INSTRUCTIONS TO FOLLOW:
Given the records below, pull every line with the word "RecordSet" into the answer.

EXTRACTED MATERIAL:

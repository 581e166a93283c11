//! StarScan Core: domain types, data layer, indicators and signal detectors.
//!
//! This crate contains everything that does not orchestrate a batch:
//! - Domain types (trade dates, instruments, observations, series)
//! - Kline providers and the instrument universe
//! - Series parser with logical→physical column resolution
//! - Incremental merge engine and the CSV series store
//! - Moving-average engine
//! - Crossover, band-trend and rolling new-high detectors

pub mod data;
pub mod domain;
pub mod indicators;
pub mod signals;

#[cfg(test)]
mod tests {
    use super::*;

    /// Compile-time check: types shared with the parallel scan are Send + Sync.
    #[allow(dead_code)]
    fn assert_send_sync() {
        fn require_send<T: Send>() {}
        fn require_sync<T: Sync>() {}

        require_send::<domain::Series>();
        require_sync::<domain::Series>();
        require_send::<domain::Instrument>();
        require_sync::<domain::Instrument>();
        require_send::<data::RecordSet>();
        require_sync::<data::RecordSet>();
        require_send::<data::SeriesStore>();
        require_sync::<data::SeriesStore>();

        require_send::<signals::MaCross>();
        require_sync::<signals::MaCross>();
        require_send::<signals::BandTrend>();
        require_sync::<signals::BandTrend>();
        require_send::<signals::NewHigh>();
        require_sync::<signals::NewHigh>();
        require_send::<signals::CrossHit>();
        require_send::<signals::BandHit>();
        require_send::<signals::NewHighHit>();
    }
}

ANSWER BOX:
        require_send::<data::RecordSet>();
        require_sync::<data::RecordSet>();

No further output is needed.